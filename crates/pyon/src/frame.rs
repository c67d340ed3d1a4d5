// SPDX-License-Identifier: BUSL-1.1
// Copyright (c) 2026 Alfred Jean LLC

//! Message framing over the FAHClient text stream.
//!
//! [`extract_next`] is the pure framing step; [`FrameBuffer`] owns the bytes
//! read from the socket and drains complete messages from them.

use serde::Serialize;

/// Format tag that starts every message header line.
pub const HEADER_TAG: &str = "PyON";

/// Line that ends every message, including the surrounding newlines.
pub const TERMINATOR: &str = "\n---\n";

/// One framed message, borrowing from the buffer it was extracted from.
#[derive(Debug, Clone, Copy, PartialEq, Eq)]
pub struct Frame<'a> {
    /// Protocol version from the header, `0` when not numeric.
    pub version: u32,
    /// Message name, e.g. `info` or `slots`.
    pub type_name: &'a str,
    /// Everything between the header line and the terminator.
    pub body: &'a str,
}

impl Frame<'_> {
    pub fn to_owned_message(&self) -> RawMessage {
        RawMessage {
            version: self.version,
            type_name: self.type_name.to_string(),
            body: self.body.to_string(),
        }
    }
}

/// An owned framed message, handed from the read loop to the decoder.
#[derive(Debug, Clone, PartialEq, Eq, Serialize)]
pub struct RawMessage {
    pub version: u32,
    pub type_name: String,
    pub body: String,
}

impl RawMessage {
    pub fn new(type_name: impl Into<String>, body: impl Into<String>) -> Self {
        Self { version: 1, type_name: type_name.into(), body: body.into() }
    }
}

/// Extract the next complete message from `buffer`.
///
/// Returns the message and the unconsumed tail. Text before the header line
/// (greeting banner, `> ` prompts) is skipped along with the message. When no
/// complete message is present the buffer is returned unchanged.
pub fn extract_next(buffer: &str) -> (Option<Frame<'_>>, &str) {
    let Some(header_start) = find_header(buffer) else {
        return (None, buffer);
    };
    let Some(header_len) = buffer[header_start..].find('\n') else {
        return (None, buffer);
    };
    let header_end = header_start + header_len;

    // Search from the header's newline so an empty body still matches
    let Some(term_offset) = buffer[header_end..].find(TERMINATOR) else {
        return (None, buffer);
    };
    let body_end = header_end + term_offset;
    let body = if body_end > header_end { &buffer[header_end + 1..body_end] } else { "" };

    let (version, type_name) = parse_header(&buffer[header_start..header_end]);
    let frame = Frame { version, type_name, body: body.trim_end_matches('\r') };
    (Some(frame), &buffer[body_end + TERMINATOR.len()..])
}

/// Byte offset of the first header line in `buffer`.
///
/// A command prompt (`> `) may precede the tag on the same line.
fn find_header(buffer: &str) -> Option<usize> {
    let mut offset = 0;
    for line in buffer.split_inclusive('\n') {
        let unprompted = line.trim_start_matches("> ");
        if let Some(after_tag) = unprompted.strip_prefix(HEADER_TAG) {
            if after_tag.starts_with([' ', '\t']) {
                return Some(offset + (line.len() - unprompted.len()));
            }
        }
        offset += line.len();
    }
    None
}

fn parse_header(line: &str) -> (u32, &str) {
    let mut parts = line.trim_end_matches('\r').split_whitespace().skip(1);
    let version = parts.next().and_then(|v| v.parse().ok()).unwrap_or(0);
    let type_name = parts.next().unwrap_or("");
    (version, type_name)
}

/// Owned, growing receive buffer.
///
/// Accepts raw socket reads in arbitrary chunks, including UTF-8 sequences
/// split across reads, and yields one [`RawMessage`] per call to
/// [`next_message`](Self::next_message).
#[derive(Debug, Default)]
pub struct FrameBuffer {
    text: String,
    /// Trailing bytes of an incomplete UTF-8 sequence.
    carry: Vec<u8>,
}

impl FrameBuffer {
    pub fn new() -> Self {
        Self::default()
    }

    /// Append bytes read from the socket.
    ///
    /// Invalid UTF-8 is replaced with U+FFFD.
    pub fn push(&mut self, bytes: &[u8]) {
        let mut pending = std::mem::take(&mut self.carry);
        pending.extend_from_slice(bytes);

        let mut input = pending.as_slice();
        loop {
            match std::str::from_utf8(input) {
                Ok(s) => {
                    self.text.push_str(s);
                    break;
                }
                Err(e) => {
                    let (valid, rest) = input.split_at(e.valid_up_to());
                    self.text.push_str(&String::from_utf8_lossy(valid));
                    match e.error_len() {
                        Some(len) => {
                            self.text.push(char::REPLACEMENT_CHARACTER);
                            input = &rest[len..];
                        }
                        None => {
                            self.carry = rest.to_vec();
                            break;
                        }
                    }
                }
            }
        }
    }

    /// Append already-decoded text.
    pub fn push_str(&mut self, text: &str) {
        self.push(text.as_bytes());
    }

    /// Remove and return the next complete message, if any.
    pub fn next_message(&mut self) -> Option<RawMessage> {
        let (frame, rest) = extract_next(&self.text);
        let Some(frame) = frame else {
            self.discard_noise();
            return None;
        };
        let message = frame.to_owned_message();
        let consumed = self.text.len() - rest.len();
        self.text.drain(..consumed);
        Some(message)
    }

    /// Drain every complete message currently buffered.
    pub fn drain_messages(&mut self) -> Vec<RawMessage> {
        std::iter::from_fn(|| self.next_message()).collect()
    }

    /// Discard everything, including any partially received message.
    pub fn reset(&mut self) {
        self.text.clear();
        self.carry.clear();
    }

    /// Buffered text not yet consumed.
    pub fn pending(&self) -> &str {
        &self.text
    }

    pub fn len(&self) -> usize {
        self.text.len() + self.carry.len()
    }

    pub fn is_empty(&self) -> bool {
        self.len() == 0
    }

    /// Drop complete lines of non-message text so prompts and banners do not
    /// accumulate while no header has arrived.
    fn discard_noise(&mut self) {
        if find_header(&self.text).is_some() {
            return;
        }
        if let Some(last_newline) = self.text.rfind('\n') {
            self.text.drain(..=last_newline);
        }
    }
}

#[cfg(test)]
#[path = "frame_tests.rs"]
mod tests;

◆ ◆ ◆ ◆ ◆ ◆ ◆

Look through the records and give only the number of lines where the string "FrameBuffer" appears.

3